Seventeen years ago, in 2008, the Pew Commission on Industrial Farm Animal Production in America published a report, “Putting Meat on the Table.” Fred was one of the commissioners on that project, and he wrote the final chapter of the report, an essay titled, “Toward Sustainable Agriculture,” (page 50 of the report). (The Pew Commission was a joint project of The Pew Charitable Trusts and the Johns Hopkins Bloomberg School of Public Health based within the CLF.)
“Fred was the heart and soul of the Pew Commission,” says Bob Martin, Executive Director of the Pew Commission on Industrial Farm Animal Production, former policy director and current senior adviser at the Center. “He was asked to draft something up for a system without CAFO production.

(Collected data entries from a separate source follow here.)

use std::{
    sync::Arc,
    time::{Duration, Instant},
};

use axum::{
    extract::{Request, State},
    http::{header::AUTHORIZATION, HeaderValue, StatusCode},
    middleware::Next,
    response::{IntoResponse, Response},
    Json,
};
use serde::Serialize;
use subtle::{Choice, ConstantTimeEq};
use tokio::sync::Mutex;
use uuid::Uuid;

const API_KEYS_VAR: &str = "SOURCING_API_KEYS";

/// Newtype wrapping a request ID string, stored as a request extension.
#[derive(Debug, Clone)]
pub struct RequestId(pub String);

/// Bearer-token settings for the non-health routes.
#[derive(Debug, Clone)]
pub struct AuthState {
    api_keys: Arc<Vec<String>>,
    pub enabled: bool,
}

impl AuthState {
    /// Builds auth config from `SOURCING_API_KEYS` (comma-separated bearer tokens).
    ///
    /// In development, empty/missing keys disable auth. Anywhere else they fail startup.
    pub fn from_env(is_development: bool) -> anyhow::Result<Self> {
        let raw = std::env::var(API_KEYS_VAR).unwrap_or_default();
        Self::from_keys(raw.split(','), is_development)
    }

    pub fn from_keys<'a>(
        keys: impl IntoIterator<Item = &'a str>,
        is_development: bool,
    ) -> anyhow::Result<Self> {
        let mut api_keys: Vec<String> = keys
            .into_iter()
            .map(str::trim)
            .filter(|s| !s.is_empty())
            .map(ToOwned::to_owned)
            .collect();
        api_keys.sort();
        api_keys.dedup();

        if api_keys.is_empty() {
            if is_development {
                tracing::warn!("{API_KEYS_VAR} not set; bearer auth disabled in development");
                return Ok(Self {
                    api_keys: Arc::new(Vec::new()),
                    enabled: false,
                });
            }

            anyhow::bail!(
                "{API_KEYS_VAR} is required outside development; provide comma-separated bearer tokens"
            );
        }

        Ok(Self {
            api_keys: Arc::new(api_keys),
            enabled: true,
        })
    }

    /// Compares against every configured key without short-circuiting.
    fn allows(&self, token: &str) -> bool {
        let matched = self
            .api_keys
            .iter()
            .fold(Choice::from(0), |acc, key| {
                acc | key.as_bytes().ct_eq(token.as_bytes())
            });
        matched.into()
    }
}

#[derive(Debug, Clone)]
struct RateLimitWindow {
    started_at: Instant,
    count: usize,
}

/// Fixed-window request limiter shared by all protected routes.
#[derive(Debug, Clone)]
pub struct RateLimitState {
    max_requests: usize,
    window: Duration,
    state: Arc<Mutex<RateLimitWindow>>,
}

impl RateLimitState {
    #[must_use]
    pub fn new(max_requests: usize, window: Duration) -> Self {
        Self {
            max_requests,
            window,
            state: Arc::new(Mutex::new(RateLimitWindow {
                started_at: Instant::now(),
                count: 0,
            })),
        }
    }
}

#[derive(Debug, Serialize)]
struct MiddlewareErrorBody {
    error: MiddlewareError,
}

#[derive(Debug, Serialize)]
struct MiddlewareError {
    code: &'static str,
    message: &'static str,
}

fn middleware_error(status: StatusCode, code: &'static str, message: &'static str) -> Response {
    (
        status,
        Json(MiddlewareErrorBody {
            error: MiddlewareError { code, message },
        }),
    )
        .into_response()
}

/// Reuses the caller's `x-request-id` or generates a `UUIDv4`, exposes it to
/// handlers as [`RequestId`] and echoes it on the response.
pub async fn request_id(mut req: Request, next: Next) -> Response {
    let id = req
        .headers()
        .get("x-request-id")
        .and_then(|v| v.to_str().ok())
        .filter(|v| !v.trim().is_empty())
        .map_or_else(|| Uuid::new_v4().to_string(), String::from);

    req.extensions_mut().insert(RequestId(id.clone()));

    let mut res = next.run(req).await;

    if let Ok(val) = HeaderValue::from_str(&id) {
        res.headers_mut().insert("x-request-id", val);
    }

    res
}

pub async fn require_bearer_auth(
    State(auth): State<AuthState>,
    req: Request,
    next: Next,
) -> Response {
    if !auth.enabled {
        return next.run(req).await;
    }

    match extract_bearer_token(req.headers().get(AUTHORIZATION)) {
        Some(token) if auth.allows(token) => next.run(req).await,
        _ => middleware_error(
            StatusCode::UNAUTHORIZED,
            "unauthorized",
            "missing or invalid bearer token",
        ),
    }
}

pub async fn enforce_rate_limit(
    State(rate_limit): State<RateLimitState>,
    req: Request,
    next: Next,
) -> Response {
    let mut window = rate_limit.state.lock().await;

    if window.started_at.elapsed() >= rate_limit.window {
        window.started_at = Instant::now();
        window.count = 0;
    }

    if window.count >= rate_limit.max_requests {
        return middleware_error(
            StatusCode::TOO_MANY_REQUESTS,
            "rate_limited",
            "rate limit exceeded",
        );
    }

    window.count += 1;
    drop(window);

    next.run(req).await
}

fn extract_bearer_token(value: Option<&HeaderValue>) -> Option<&str> {
    value
        .and_then(|v| v.to_str().ok())
        .and_then(|v| v.strip_prefix("Bearer "))
        .filter(|s| !s.trim().is_empty())
}
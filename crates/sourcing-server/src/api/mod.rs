mod market;

use axum::{
    extract::{rejection::JsonRejection, State},
    http::{header, HeaderName, Method, StatusCode},
    response::IntoResponse,
    routing::{get, post},
    Extension, Json, Router,
};
use chrono::{DateTime, Utc};
use serde::Serialize;
use sourcing_service::{ServiceError, Services};
use sqlx::PgPool;
use std::time::Duration;
use tower::ServiceBuilder;
use tower_http::{compression::CompressionLayer, cors::CorsLayer, trace::TraceLayer};

use crate::middleware::{
    enforce_rate_limit, request_id, require_bearer_auth, AuthState, RateLimitState, RequestId,
};

#[derive(Clone)]
pub struct AppState {
    pub pool: PgPool,
    pub services: Services,
}

#[derive(Debug, Serialize)]
pub struct ApiResponse<T: Serialize> {
    pub data: T,
    pub meta: ResponseMeta,
}

#[derive(Debug, Serialize)]
pub struct ResponseMeta {
    pub request_id: String,
    pub timestamp: DateTime<Utc>,
}

#[derive(Debug, Serialize)]
pub struct ApiError {
    pub error: ErrorBody,
    pub meta: ResponseMeta,
}

#[derive(Debug, Serialize)]
pub struct ErrorBody {
    pub code: String,
    pub message: String,
}

#[derive(Debug, Serialize, PartialEq, Eq)]
struct HealthData {
    status: &'static str,
    database: &'static str,
}

impl ResponseMeta {
    pub(super) fn new(request_id: String) -> Self {
        Self {
            request_id,
            timestamp: Utc::now(),
        }
    }
}

impl<T: Serialize> ApiResponse<T> {
    pub(super) fn new(request_id: String, data: T) -> Self {
        Self {
            data,
            meta: ResponseMeta::new(request_id),
        }
    }
}

impl ApiError {
    pub fn new(
        request_id: impl Into<String>,
        code: impl Into<String>,
        message: impl Into<String>,
    ) -> Self {
        Self {
            error: ErrorBody {
                code: code.into(),
                message: message.into(),
            },
            meta: ResponseMeta::new(request_id.into()),
        }
    }
}

impl IntoResponse for ApiError {
    fn into_response(self) -> axum::response::Response {
        let status = match self.error.code.as_str() {
            "unauthorized" => StatusCode::UNAUTHORIZED,
            "validation_error" => StatusCode::BAD_REQUEST,
            "rate_limited" => StatusCode::TOO_MANY_REQUESTS,
            "queue_error" => StatusCode::BAD_GATEWAY,
            _ => StatusCode::INTERNAL_SERVER_ERROR,
        };
        (status, Json(self)).into_response()
    }
}

/// Upper bound on `?limit=` for the analysis listing.
const MAX_LIST_LIMIT: i64 = 1_000;

/// `None` keeps "return everything"; an explicit limit is clamped to `1..=MAX_LIST_LIMIT`.
pub(super) fn normalize_limit(limit: Option<i64>) -> Option<i64> {
    limit.map(|l| l.clamp(1, MAX_LIST_LIMIT))
}

pub(super) fn map_service_error(request_id: String, error: &ServiceError) -> ApiError {
    match error {
        ServiceError::Validation(e) => ApiError::new(request_id, "validation_error", e.to_string()),
        ServiceError::Queue(e) => {
            tracing::error!(error = %e, "queue dispatch failed");
            ApiError::new(
                request_id,
                "queue_error",
                "sourcing request could not be queued",
            )
        }
        ServiceError::Persistence(e) => {
            tracing::error!(error = %e, "database query failed");
            ApiError::new(request_id, "internal_error", "database query failed")
        }
    }
}

/// Unwraps a JSON body, turning axum's rejection into a `validation_error` envelope.
pub(super) fn json_body<T>(
    request_id: &str,
    payload: Result<Json<T>, JsonRejection>,
) -> Result<T, ApiError> {
    payload.map(|Json(body)| body).map_err(|rejection| {
        tracing::debug!(error = %rejection, "rejected request body");
        ApiError::new(request_id, "validation_error", rejection.body_text())
    })
}

fn build_cors() -> CorsLayer {
    CorsLayer::new()
        .allow_origin(tower_http::cors::Any)
        .allow_methods([Method::GET, Method::POST, Method::OPTIONS])
        .allow_headers([
            header::CONTENT_TYPE,
            header::AUTHORIZATION,
            HeaderName::from_static("x-request-id"),
        ])
}

/// Both prefixes the market routes are served under.
const MARKET_PREFIXES: [&str; 2] = ["/market", "/api/market"];

/// Auth wraps the rate limit, so rejected requests are not counted.
fn protected_router(auth: AuthState, rate_limit: RateLimitState) -> Router<AppState> {
    let reads = MARKET_PREFIXES
        .iter()
        .fold(Router::new(), |router, prefix| {
            router.merge(market::read_routes(prefix))
        })
        .route("/api/sourcing/request", post(market::request_sourcing))
        .layer(axum::middleware::from_fn_with_state(
            rate_limit,
            enforce_rate_limit,
        ));

    let callbacks = MARKET_PREFIXES
        .iter()
        .fold(Router::new(), |router, prefix| {
            router.merge(market::callback_routes(prefix))
        });

    reads.merge(callbacks).layer(axum::middleware::from_fn_with_state(
        auth,
        require_bearer_auth,
    ))
}

pub fn build_app(state: AppState, auth: AuthState, rate_limit: RateLimitState) -> Router {
    let public_routes = Router::new()
        .route("/", get(health))
        .route("/api/v1/health", get(health));

    Router::new()
        .merge(public_routes)
        .merge(protected_router(auth, rate_limit))
        .layer(
            ServiceBuilder::new()
                .layer(TraceLayer::new_for_http())
                .layer(CompressionLayer::new())
                .layer(build_cors())
                .layer(axum::middleware::from_fn(request_id)),
        )
        .with_state(state)
}

async fn health(
    State(state): State<AppState>,
    Extension(req_id): Extension<RequestId>,
) -> impl IntoResponse {
    match sourcing_db::health_check(&state.pool).await {
        Ok(()) => (
            StatusCode::OK,
            Json(ApiResponse::new(
                req_id.0,
                HealthData {
                    status: "ok",
                    database: "ok",
                },
            )),
        ),
        Err(e) => {
            tracing::warn!(error = %e, "health check: database unavailable");
            (
                StatusCode::SERVICE_UNAVAILABLE,
                Json(ApiResponse::new(
                    req_id.0,
                    HealthData {
                        status: "degraded",
                        database: "unavailable",
                    },
                )),
            )
        }
    }
}

pub fn default_rate_limit_state() -> RateLimitState {
    RateLimitState::new(120, Duration::from_secs(60))
}

#[cfg(test)]
mod tests;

What he drafted was so excellent that the Commissioners made no edits, and for a bunch of academics and former politicians, that was unusual. It was printed in the final report just as he had originally drafted it.”
Kirschenmann begins the essay by citing Jared Diamond, writer of the 2005 publication, Collapse: How Societies Choose to Fail or Succeed, in which he warns that civilizations that do not look ahead to anticipate challenges inevitably collapse. By a parallel logic, Fred predicts that the current industrial agricultural model is bound to fail. The end of cheap energy, the instability of climate, and water scarcity, he argues, will be the death knell for the industrial model. He then makes a strong case for strong soil management practices to carry us from an industrial economy to an ecological economy.
Tom Philpott, a senior research associate at the Center, says, “I’ll never forget the influence Fred had on my career and thinking. He was the model of the farmer-intellectual, with one eye trained on the soil of his organic farm in North Dakota, and the other on the machinations, dysfunctions, and better possibilities embedded in the global food system. His underlying message: biodiversity is just as important on farmland as it is in wild land; and that food systems work better when power is distributed across supply chains and not concentrated in the hands of corporations answering to the profit demands of wealthy shareholders. If we are lucky enough to save our farmland from rampant erosion, agrichemical pollution, aquifer overdraft, and climate-related insults over the next half century, it will be in no small part because ag policymakers finally took heed to Fred’s insights.”
In 2005 article, Philpott wrote, “Under Kirschenmann the Leopold Center bluntly criticized and rigorously documented the environmental and social calamities being wrought by industrial agriculture.”
In a 2020 Civil Eats article, in which Fred is referred to as an elder statesman of sustainable ag, he emphasizes that “bringing soil back to life” should be the main concern of every farmer. “The biggest issue right now is that we need to make a cultural shift,” he says.
At the Center, we remain truly grateful for all that Fred did for us, for farmers, for agriculture, for food systems, and for the planet.
He will be missed by many and all who knew him.